What is expected:
Print every line of the listing below, starting with the line that holds "pub fn new()" and going on through the line that holds "let mut tables", both included, and print nothing else.

Records provided:
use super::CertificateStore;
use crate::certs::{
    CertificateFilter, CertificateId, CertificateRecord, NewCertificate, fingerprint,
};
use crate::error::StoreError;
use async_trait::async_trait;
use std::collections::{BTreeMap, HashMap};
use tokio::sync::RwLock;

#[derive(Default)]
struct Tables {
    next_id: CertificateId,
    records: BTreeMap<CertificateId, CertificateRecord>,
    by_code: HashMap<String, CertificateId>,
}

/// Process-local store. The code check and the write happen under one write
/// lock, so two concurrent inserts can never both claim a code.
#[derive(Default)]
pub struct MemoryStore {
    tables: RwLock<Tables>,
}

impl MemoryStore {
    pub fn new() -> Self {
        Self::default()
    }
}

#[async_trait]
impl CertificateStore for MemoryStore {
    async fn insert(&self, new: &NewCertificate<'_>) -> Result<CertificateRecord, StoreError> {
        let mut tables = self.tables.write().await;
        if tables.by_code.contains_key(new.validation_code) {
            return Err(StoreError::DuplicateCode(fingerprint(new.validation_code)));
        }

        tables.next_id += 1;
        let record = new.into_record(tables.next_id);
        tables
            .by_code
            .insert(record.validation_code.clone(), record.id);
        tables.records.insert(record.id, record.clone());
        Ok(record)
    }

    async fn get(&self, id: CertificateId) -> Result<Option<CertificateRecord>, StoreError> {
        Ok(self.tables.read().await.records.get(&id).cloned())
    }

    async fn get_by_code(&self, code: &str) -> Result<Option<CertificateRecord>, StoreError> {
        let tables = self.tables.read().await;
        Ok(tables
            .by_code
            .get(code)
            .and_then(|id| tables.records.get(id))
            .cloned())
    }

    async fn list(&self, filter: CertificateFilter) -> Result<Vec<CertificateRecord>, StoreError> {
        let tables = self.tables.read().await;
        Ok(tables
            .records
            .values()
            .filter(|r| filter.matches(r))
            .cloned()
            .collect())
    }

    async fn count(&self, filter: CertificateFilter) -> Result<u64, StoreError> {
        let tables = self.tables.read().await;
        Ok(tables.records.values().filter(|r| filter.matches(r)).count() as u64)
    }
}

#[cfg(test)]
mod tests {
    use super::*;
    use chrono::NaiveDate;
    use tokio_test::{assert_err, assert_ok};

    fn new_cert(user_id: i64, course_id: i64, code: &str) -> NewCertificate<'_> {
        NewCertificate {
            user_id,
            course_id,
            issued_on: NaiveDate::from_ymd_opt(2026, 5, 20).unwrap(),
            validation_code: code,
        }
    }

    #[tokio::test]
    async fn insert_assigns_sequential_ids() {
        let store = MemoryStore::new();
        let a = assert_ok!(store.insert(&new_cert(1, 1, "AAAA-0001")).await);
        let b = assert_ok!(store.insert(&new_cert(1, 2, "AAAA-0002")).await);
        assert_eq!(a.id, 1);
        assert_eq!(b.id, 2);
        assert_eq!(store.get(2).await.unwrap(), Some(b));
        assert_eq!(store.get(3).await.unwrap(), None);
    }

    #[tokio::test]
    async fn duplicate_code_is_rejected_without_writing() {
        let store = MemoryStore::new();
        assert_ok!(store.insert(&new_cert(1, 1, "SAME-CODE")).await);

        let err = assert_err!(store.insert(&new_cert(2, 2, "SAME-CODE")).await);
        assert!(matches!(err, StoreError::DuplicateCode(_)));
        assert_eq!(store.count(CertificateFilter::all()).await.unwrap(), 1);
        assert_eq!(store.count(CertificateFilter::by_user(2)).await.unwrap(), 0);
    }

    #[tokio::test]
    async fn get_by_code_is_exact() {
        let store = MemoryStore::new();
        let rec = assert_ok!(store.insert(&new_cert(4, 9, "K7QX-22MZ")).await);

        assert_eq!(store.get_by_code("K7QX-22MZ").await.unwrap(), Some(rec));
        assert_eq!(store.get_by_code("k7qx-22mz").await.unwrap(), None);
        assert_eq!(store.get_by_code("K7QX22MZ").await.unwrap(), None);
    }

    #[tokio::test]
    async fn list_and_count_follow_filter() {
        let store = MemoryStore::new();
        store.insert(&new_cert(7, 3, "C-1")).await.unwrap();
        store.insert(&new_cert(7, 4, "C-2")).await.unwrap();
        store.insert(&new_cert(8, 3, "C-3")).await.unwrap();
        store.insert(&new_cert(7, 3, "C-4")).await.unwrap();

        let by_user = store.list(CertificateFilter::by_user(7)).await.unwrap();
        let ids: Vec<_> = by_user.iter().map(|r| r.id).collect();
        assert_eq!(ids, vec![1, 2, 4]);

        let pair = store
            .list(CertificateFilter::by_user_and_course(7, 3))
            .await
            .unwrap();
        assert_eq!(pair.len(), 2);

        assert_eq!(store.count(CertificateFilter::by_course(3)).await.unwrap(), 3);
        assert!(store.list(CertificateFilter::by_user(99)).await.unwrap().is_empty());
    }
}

Response:
    pub fn new() -> Self {
        Self::default()
    }
}

#[async_trait]
impl CertificateStore for MemoryStore {
    async fn insert(&self, new: &NewCertificate<'_>) -> Result<CertificateRecord, StoreError> {
        let mut tables = self.tables.write().await;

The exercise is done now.